Nick le gustaba, naturalmente. Lo respetaba. Era consciente de la impresión que producía en casi todo el mundo cuando lo conocían. Tenía una mirada limpia, estrechaba la mano con fuerza, su mente era muy veloz... A veces, incluso se sentía un poco posesiva, al fin y al cabo se ocupaba de aspectos muy importantes de su vida...

Laboralmente, se complementaban. Como el béisbol y los perritos calientes y esas cosas. Sin embargo, eso no quería decir que ella se sintiera como si quisiera levantarse y...

–Muy bien, esas cifras... –comentó Nick.

–Es el desglose de los gastos de imprenta y campaña –respondió inmediatamente Celie.

Se alegraba de concentrarse en el trabajo y dejar a un lado los pensamientos que la abrumaban.

Los motores empezaron a ganar revoluciones y los auxiliares de vuelo hicieron la exhibición sobre medidas de seguridad.
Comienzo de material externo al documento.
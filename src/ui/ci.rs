//! GitHub Actions workflow commands

use std::path::Path;

use kidari::ViolationReport;

#[derive(Debug, Clone, Copy, PartialEq, Eq)]
pub enum AnnotationLevel {
    Warning,
    Error,
}

pub fn github_actions_annotation(
    level: AnnotationLevel,
    message: &str,
    file: Option<&str>,
    line: Option<usize>,
    title: Option<&str>,
) -> String {
    let level_str = match level {
        AnnotationLevel::Warning => "warning",
        AnnotationLevel::Error => "error",
    };

    let mut props = Vec::new();
    if let Some(file) = file {
        props.push(format!("file={}", escape_property(file)));
    }
    if let Some(line) = line {
        props.push(format!("line={}", line));
    }
    if let Some(title) = title {
        props.push(format!("title={}", escape_property(title)));
    }

    let prop_str = if props.is_empty() {
        String::new()
    } else {
        format!(" {}", props.join(","))
    };

    format!("::{}{}::{}", level_str, prop_str, escape_data(message))
}

/// One `::warning` per violation, in report order.
pub fn report_annotations(report: &ViolationReport, lessons_file: &Path) -> Vec<String> {
    let file = lessons_file.to_string_lossy();
    let annotate = |title: &str, message: String| {
        github_actions_annotation(
            AnnotationLevel::Warning,
            &message,
            Some(&file),
            None,
            Some(title),
        )
    };

    let duration = report.duration_issues.iter().map(|issue| {
        annotate(
            "Lesson too short",
            format!(
                "{} {}: {} min ({} min short)",
                issue.date, issue.time, issue.duration, issue.shortage
            ),
        )
    });
    let consecutive = report.consecutive_issues.iter().map(|issue| {
        annotate(
            "Consecutive sessions too short",
            format!(
                "{} {}: {} min combined ({} min short)",
                issue.date, issue.time, issue.total_duration, issue.shortage
            ),
        )
    });
    let conflicts = report.conflict_issues.iter().map(|issue| {
        annotate(
            "Schedule conflict",
            format!(
                "{} {} overlaps {} {} ({})",
                issue.lesson_date,
                issue.lesson_time,
                issue.conflict_type,
                issue.conflict_detail,
                issue.conflict_period
            ),
        )
    });

    duration.chain(consecutive).chain(conflicts).collect()
}

fn escape_data(s: &str) -> String {
    s.replace('%', "%25").replace('\r', "%0D").replace('\n', "%0A")
}

fn escape_property(s: &str) -> String {
    escape_data(s).replace(':', "%3A").replace(',', "%2C")
}
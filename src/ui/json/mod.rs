//! NDJSON output for `--json` mode.
//!
//! One JSON object per line on stdout: `start`, the command's payload
//! events (`lesson` rows for audit, `data` for explain), then `complete`
//! or `error`.

pub mod events;

use std::io::{self, Write};

use serde::Serialize;

use kidari::ViolationReport;

use events::{CompleteEvent, LessonEvent};

/// Write one event followed by a newline.
pub fn write_event<T: Serialize, W: Write>(out: &mut W, event: &T) -> io::Result<()> {
    serde_json::to_writer(&mut *out, event).map_err(io::Error::from)?;
    out.write_all(b"\n")
}

/// Write one event to stdout.
pub fn emit_event<T: Serialize>(event: &T) -> io::Result<()> {
    write_event(&mut io::stdout().lock(), event)
}

/// Stream an audit result: one `lesson` event per row in input order, then
/// `complete` carrying the whole report. `success` is false on any violation.
pub fn write_report<W: Write>(
    out: &mut W,
    command: &str,
    report: &ViolationReport,
    duration_ms: u64,
) -> io::Result<()> {
    for lesson in &report.lessons_detail {
        write_event(out, &LessonEvent::new(command, lesson))?;
    }

    let complete = if report.has_violations() {
        CompleteEvent::failure(command)
    } else {
        CompleteEvent::success(command)
    };
    write_event(out, &complete.with_duration(duration_ms).with_report(report))
}

#[cfg(test)]
mod tests {
    use super::*;
    use events::StartEvent;
    use kidari::{ComplianceChecker, LessonRecord};

    fn lines(buffer: Vec<u8>) -> Vec<serde_json::Value> {
        String::from_utf8(buffer)
            .unwrap()
            .lines()
            .map(|line| serde_json::from_str(line).unwrap())
            .collect()
    }

    #[test]
    fn write_event_is_one_line() {
        let mut buffer = Vec::new();
        write_event(&mut buffer, &StartEvent::new("audit")).unwrap();

        let output = String::from_utf8(buffer.clone()).unwrap();
        assert!(output.ends_with('\n'));
        assert_eq!(output.matches('\n').count(), 1);
        assert_eq!(lines(buffer)[0]["event"], "start");
    }

    #[test]
    fn report_streams_lessons_then_complete() {
        let lessons = vec![
            LessonRecord::new("4. 18. (금)", "13:00", "13:40", 40).unwrap(),
            LessonRecord::new("4. 18. (금)", "13:40", "14:10", 30).unwrap(),
        ];
        let report = ComplianceChecker::default().check(&lessons, &[], &[]);

        let mut buffer = Vec::new();
        write_report(&mut buffer, "audit", &report, 7).unwrap();
        let events = lines(buffer);

        assert_eq!(events.len(), 3);
        assert_eq!(events[0]["event"], "lesson");
        assert_eq!(events[0]["index"], 1);
        assert_eq!(events[1]["time"], "13:40~14:10");
        assert_eq!(events[2]["event"], "complete");
        assert_eq!(events[2]["success"], false);
        assert_eq!(events[2]["duration_ms"], 7);
        assert_eq!(events[2]["report"]["totalLessons"], 2);
    }

    #[test]
    fn clean_report_completes_successfully() {
        let lessons = vec![LessonRecord::new("4. 21. (월)", "15:00", "15:50", 50).unwrap()];
        let report = ComplianceChecker::default().check(&lessons, &[], &[]);

        let mut buffer = Vec::new();
        write_report(&mut buffer, "audit", &report, 0).unwrap();
        let events = lines(buffer);

        assert_eq!(events.len(), 2);
        assert_eq!(events[1]["success"], true);
    }
}
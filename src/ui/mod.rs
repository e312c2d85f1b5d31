//! Terminal presentation for the `kidari` binary.
//!
//! Layering, bottom-up: `theme` tokens, `primitives` (icons, colored text,
//! border glyphs), `widgets` (boxes), `blocks` (header, summary, error),
//! `views` (whole-command renderers). Everything above `primitives` returns
//! a `String`; only `commands` writes to stdout.

pub mod blocks;
pub mod ci;
pub mod context;
pub mod error;
pub mod json;
pub mod output;
pub mod primitives;
pub mod terminal;
pub mod theme;
pub mod views;
pub mod widgets;
//! Common test utilities for Kidari CLI tests.
//!
//! - `TestEnv`: isolated project and config directories plus a runner
//! - Fixtures: lesson logs and attendance exports used across tests

pub mod env;
pub mod fixtures;

pub use env::*;
pub use fixtures::*;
Nick y Celie tuvieron que cerrar el ordenador portátil y el maletín durante el despegue, pero Nick seguía tan inquieto como siempre.

–Muy bien, lo dejaremos aquí –dijo Nick hacia el final del vuelo–. Voy a llamar a Sam.

–¿Quieres que yo...?

Él negó con la cabeza y sacó su teléfono móvil. Tenía los ojos nublados, cosa que no era así hacía unos minutos, y la boca reflejaba cierta tensión. Durante los últimos ocho meses, Celie se había aficionado a interpretar las señales anímicas de Nick.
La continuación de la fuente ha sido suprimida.